Colorful Sugar Water
Kids enjoy watching chemistry come to life, and this classic experiment serves to demonstrate Boyle’s Law (relation between pressure and volume of gasses) in an engaging and straightforward manner. Plus, it provides a great demonstration of air pressure properties!
Students can explore density using various colored water solutions. By setting up five glasses in an order that starts with just water in one, and gradually adding sugar until one teaspoon per glass adds up to five. The solution with the highest sugar concentration will become denser as time progresses while those containing less density will float on top.
This experiment offers another hands-on engineering challenge and shows kinetic energy at work. It’s an engaging way to demonstrate how magnets attract metal objects that don’t dissolve in water.
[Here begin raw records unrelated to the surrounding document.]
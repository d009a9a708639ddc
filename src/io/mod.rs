//! Command line, configuration, word-list ingestion and terminal output

/// Command-line parsing and solve orchestration
pub mod cli;
/// Solver constants and runtime configuration
pub mod configuration;
/// Error types and result alias
pub mod error;
/// Terminal progress bar
pub mod progress;
/// Word-list reading and normalization
pub mod words;
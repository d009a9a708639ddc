pub mod configuration;
pub mod error;
pub mod progress;
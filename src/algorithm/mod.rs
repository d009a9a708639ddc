/// Merge and deduplication of solutions from all workers
pub mod aggregate;
/// Worker pool that solves partitioned instances
pub mod dispatch;
/// Dancing-links incidence matrix with reversible cover and uncover
pub mod matrix;
/// Per-item partitioning and pre-flight validation
pub mod partition;
/// Request and response messages between dispatcher and workers
pub mod protocol;
/// Backtracking exact-cover search with progress pulses
pub mod search;
//! Backtracking search over an [`ExactCoverMatrix`] with periodic progress pulses

use crate::algorithm::matrix::{ExactCoverMatrix, NodeIndex};
use std::ops::ControlFlow;
use std::time::{Duration, Instant};

/// Something the search reports to its visitor
#[derive(Clone, Debug, Eq, PartialEq)]
pub enum SearchEvent {
    /// The pulse interval elapsed without any other event; carries nothing
    Pulse,
    /// A complete exact cover, as option names
    ///
    /// Forced options come first in the order they were given, followed by
    /// the options chosen by the search in the order it chose them.
    Solution(Vec<String>),
}

/// How a search ended
#[derive(Clone, Debug, Eq, PartialEq)]
pub enum SearchOutcome {
    /// Every branch was explored
    Exhausted,
    /// The visitor asked to stop
    Stopped,
    /// A forced option was unknown or already excluded, so nothing was
    /// searched and no event was emitted
    Contradiction {
        /// The first forced option that could not be applied
        option: String,
    },
}

/// Counters collected while searching
#[derive(Clone, Copy, Debug, Default, Eq, PartialEq)]
pub struct SearchStats {
    /// Recursive steps entered
    pub steps: u64,
    /// Rows tried as the cover of a selected column
    pub rows_tried: u64,
    /// Steps that selected a column with no rows left
    pub dead_ends: u64,
    /// Solutions emitted
    pub solutions: u64,
    /// Progress pulses emitted
    pub pulses: u64,
}

/// Result of [`Search::run`]
#[derive(Clone, Debug, Eq, PartialEq)]
pub struct SearchSummary {
    /// How the search ended
    pub outcome: SearchOutcome,
    /// Counters gathered along the way
    pub stats: SearchStats,
}

/// Decides when a long-running search should emit a progress pulse
#[derive(Clone, Copy, Debug)]
pub struct PulseTimer {
    interval: Duration,
    last: Instant,
}

impl PulseTimer {
    /// Start a timer whose first pulse falls `interval` from now
    pub fn new(interval: Duration) -> Self {
        Self {
            interval,
            last: Instant::now(),
        }
    }

    /// Whether at least one interval has passed since the last pulse or
    /// reset; when it has, `now` becomes the new reference point
    ///
    /// A zero interval makes every check due.
    pub fn due(&mut self, now: Instant) -> bool {
        if now.saturating_duration_since(self.last) >= self.interval {
            self.last = now;
            true
        } else {
            false
        }
    }

    /// Restart the interval at `now`
    pub const fn reset(&mut self, now: Instant) {
        self.last = now;
    }
}

/// Single-threaded dancing-links search over one matrix
///
/// The matrix is consumed: forced options are applied destructively and the
/// structure is dropped with the search.
pub struct Search<I> {
    matrix: ExactCoverMatrix<I>,
    /// First node of every row currently in the partial solution, forced
    /// rows first. Grows and shrinks with the recursion depth.
    selected: Vec<NodeIndex>,
    pulse: PulseTimer,
    stats: SearchStats,
}

impl<I> Search<I> {
    /// Prepare a search that pulses at most once per `pulse_interval`
    pub fn new(matrix: ExactCoverMatrix<I>, pulse_interval: Duration) -> Self {
        Self {
            matrix,
            selected: Vec::new(),
            pulse: PulseTimer::new(pulse_interval),
            stats: SearchStats::default(),
        }
    }

    /// Apply the forced options and visit every exact cover
    ///
    /// Each forced name must resolve to a row that is still live; the first
    /// one that doesn't ends the run with [`SearchOutcome::Contradiction`]
    /// before any event is emitted. Valid forced rows are selected in the
    /// order given: their column and every column they touch get covered.
    ///
    /// The visitor sees every [`SearchEvent`] as it happens. Returning
    /// [`ControlFlow::Break`] ends the search with
    /// [`SearchOutcome::Stopped`].
    pub fn run<S, F>(mut self, given_options: &[S], mut visit: F) -> SearchSummary
    where
        S: AsRef<str>,
        F: FnMut(SearchEvent) -> ControlFlow<()>,
    {
        for name in given_options {
            let name = name.as_ref();
            let live_row = self
                .matrix
                .find_row(name)
                .filter(|&row| self.matrix.is_row_live(row));
            let Some(row) = live_row else {
                return SearchSummary {
                    outcome: SearchOutcome::Contradiction {
                        option: name.to_string(),
                    },
                    stats: self.stats,
                };
            };
            self.matrix.cover(self.matrix.column_of(row));
            self.cover_peers(row);
            self.selected.push(row);
        }

        self.pulse.reset(Instant::now());
        let outcome = match self.search(&mut visit) {
            ControlFlow::Continue(()) => SearchOutcome::Exhausted,
            ControlFlow::Break(()) => SearchOutcome::Stopped,
        };
        SearchSummary {
            outcome,
            stats: self.stats,
        }
    }

    fn search<F>(&mut self, visit: &mut F) -> ControlFlow<()>
    where
        F: FnMut(SearchEvent) -> ControlFlow<()>,
    {
        let now = Instant::now();
        self.stats.steps += 1;

        let Some(column) = self.matrix.select_column() else {
            // Every item is covered.
            self.stats.solutions += 1;
            self.pulse.reset(now);
            return visit(SearchEvent::Solution(self.solution()));
        };

        if self.matrix.row_count(column) == 0 {
            self.stats.dead_ends += 1;
            return ControlFlow::Continue(());
        }

        if self.pulse.due(now) {
            self.stats.pulses += 1;
            visit(SearchEvent::Pulse)?;
        }

        self.matrix.cover(column);
        let mut flow = ControlFlow::Continue(());
        let mut row = self.matrix.down(column);
        while row != column && flow.is_continue() {
            self.stats.rows_tried += 1;
            self.selected.push(row);
            self.cover_peers(row);

            flow = self.search(visit);

            self.uncover_peers(row);
            self.selected.pop();
            row = self.matrix.down(row);
        }
        self.matrix.uncover(column);
        flow
    }

    /// Covers the columns of every other node in the row, left to right
    fn cover_peers(&mut self, row: NodeIndex) {
        let mut peer = self.matrix.right(row);
        while peer != row {
            self.matrix.cover(self.matrix.column_of(peer));
            peer = self.matrix.right(peer);
        }
    }

    /// Undoes [`Self::cover_peers`], right to left
    fn uncover_peers(&mut self, row: NodeIndex) {
        let mut peer = self.matrix.left(row);
        while peer != row {
            self.matrix.uncover(self.matrix.column_of(peer));
            peer = self.matrix.left(peer);
        }
    }

    fn solution(&self) -> Vec<String> {
        self.selected
            .iter()
            .filter_map(|&row| self.matrix.row_option(row))
            .map(str::to_string)
            .collect()
    }
}
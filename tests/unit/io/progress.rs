//! Tests for the sub-instance progress bar

#[cfg(test)]
mod tests {
    use wordlinks::algorithm::dispatch::DispatchProgress;
    use wordlinks::io::progress::ProgressManager;

    // Tests the bar goes through a full solve lifecycle
    #[test]
    fn test_progress_lifecycle() {
        let pm = ProgressManager::new(4, 2);

        for completed in 1..=4 {
            pm.update(&DispatchProgress {
                completed,
                in_flight: 4 - completed,
                total: 4,
                solutions: completed * 2,
            });
        }
        pm.finish();
    }

    // Tests suspended closures run and return their value
    #[test]
    fn test_suspend_returns_value() {
        let pm = ProgressManager::new(1, 1);

        let value = pm.suspend(|| 42);

        assert_eq!(value, 42);
        pm.finish();
    }

    // Tests an empty solve can be displayed
    #[test]
    fn test_zero_total() {
        let pm = ProgressManager::new(0, 0);

        pm.update(&DispatchProgress::default());
        pm.finish();
    }
}
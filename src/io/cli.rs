//! Command-line interface for solving a word list

use crate::algorithm::aggregate::ResultAggregator;
use crate::algorithm::dispatch::{DispatchEvent, Dispatcher, SolveReport};
use crate::io::configuration::{DEFAULT_PULSE_INTERVAL_MS, SolveConfig, available_concurrency};
use crate::io::error::{CoverError, Result, invalid_parameter};
use crate::io::progress::ProgressManager;
use crate::io::words::{NormalizedWords, normalize_word, read_word_lists, universe};
use clap::Parser;
use std::path::PathBuf;
use std::time::Duration;

#[derive(Parser)]
#[command(name = "wordlinks")]
#[command(
    author,
    version,
    about = "Find sets of five-letter words that share no letter, leaving one letter unused"
)]
/// Command-line arguments for the word-set solver
pub struct Cli {
    /// Word list, one word per line; give two lists to solve their intersection
    #[arg(value_name = "WORD_LIST", required = true, num_args = 1..=2)]
    pub word_lists: Vec<PathBuf>,

    /// Number of worker threads, capped by available parallelism
    #[arg(short, long, default_value_t = available_concurrency())]
    pub concurrency: usize,

    /// Word that every solution must contain (repeatable)
    #[arg(short, long = "given", value_name = "WORD")]
    pub given: Vec<String>,

    /// Minimum milliseconds between progress checks inside a search
    #[arg(long, default_value_t = DEFAULT_PULSE_INTERVAL_MS)]
    pub pulse_ms: u64,

    /// Suppress progress output
    #[arg(short, long)]
    pub quiet: bool,
}

impl Cli {
    /// Check if progress should be displayed
    pub const fn should_show_progress(&self) -> bool {
        !self.quiet
    }

    /// Build the solve configuration, normalizing every given word
    ///
    /// # Errors
    ///
    /// Returns an error if a given word is not five different lowercase letters
    pub fn solve_config(&self) -> Result<SolveConfig> {
        let given = self
            .given
            .iter()
            .map(|word| {
                let word = word.trim().to_lowercase();
                normalize_word(&word).ok_or_else(|| {
                    invalid_parameter("given", &word, &"expected five different letters a-z")
                })
            })
            .collect::<Result<Vec<_>>>()?;

        Ok(SolveConfig::default()
            .with_concurrency(self.concurrency)
            .with_pulse_interval(Duration::from_millis(self.pulse_ms))
            .with_given_options(given))
    }
}

/// Reads the word lists, runs the dispatcher and prints every solution
pub struct WordSolver {
    cli: Cli,
    progress_manager: Option<ProgressManager>,
}

impl WordSolver {
    /// Create a solver for the given CLI arguments
    pub const fn new(cli: Cli) -> Self {
        Self {
            cli,
            progress_manager: None,
        }
    }

    /// Solve according to CLI arguments
    ///
    /// # Errors
    ///
    /// Returns an error if:
    /// - A word list cannot be read or the arguments are invalid
    /// - Some letter appears in no accepted word
    /// - A worker thread fails
    #[allow(clippy::print_stdout)]
    pub fn process(&mut self) -> Result<SolveReport> {
        let words = NormalizedWords::from_words(&read_word_lists(&self.cli.word_lists)?);
        let stats = words.stats();
        println!(
            "{} words, {} five-letter words, {} normalized words",
            stats.total_words, stats.five_letter_words, stats.normalized_words
        );
        let missing = words.missing_letters();
        if !missing.is_empty() {
            return Err(CoverError::UncoverableItems {
                items: missing.iter().map(char::to_string).collect(),
            });
        }

        let dispatcher = Dispatcher::new(self.cli.solve_config()?)?;
        let aggregator = ResultAggregator::with_display_names(words.display_names().clone());
        let report = dispatcher.run(&universe(), words.options(), aggregator, |event| {
            self.observe(&event);
        });

        if let Some(pm) = self.progress_manager.take() {
            pm.finish();
        }
        let report = report?;
        println!(
            "{} solutions in {:.2} seconds",
            report.aggregator.len(),
            report.elapsed.as_secs_f64()
        );
        for failure in &report.failures {
            println!("Sub-instance skipped: {failure}");
        }
        Ok(report)
    }

    #[allow(clippy::print_stdout)]
    fn observe(&mut self, event: &DispatchEvent<'_>) {
        match event {
            DispatchEvent::Started { total, workers } => {
                if self.cli.should_show_progress() {
                    self.progress_manager = Some(ProgressManager::new(*total, *workers));
                }
            }
            DispatchEvent::Solution(solution) => match self.progress_manager {
                Some(ref pm) => pm.suspend(|| println!("{solution}")),
                None => println!("{solution}"),
            },
            DispatchEvent::Progress(progress) | DispatchEvent::Finished(progress) => {
                if let Some(ref pm) = self.progress_manager {
                    pm.update(progress);
                }
            }
        }
    }
}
Long before digital clocks were widely available, sundials were the traditional means of telling time. Simple sundials consist of a flat plate topped by a stick or other object known as the gnomon that casts shadow across it; as time passes during a day this shadow moves across to indicate Local Apparent Time or solar time – which differs from official national clock time due to daylight savings time and other factors.
Kids will love this hands-on experiment that shows how objects float differently in fresh and salt water. An object that sinks contains more material and thus becomes denser than water; conversely, those that float contain less matter and therefore are lighter than water.
This kitchen-friendly science experiment shows students how plastic can be created from natural substances. Additionally, it introduces acid and base reactions: when vinegar’s acid attacks the proteins present in milk to form plastic-like substances that can be easily molded.
What an innovative science fair project! This experiment introduces students to light refraction and features some magic.
Be amazed and impressed as your students experience the amazing effects of refraction with this simple experiment, perfect for demonstrating Newton’s First Law of Motion or inertia.
Engage students’ imagination with this simple yet impactful experiment that illustrates how air pressure affects an object’s buoyancy.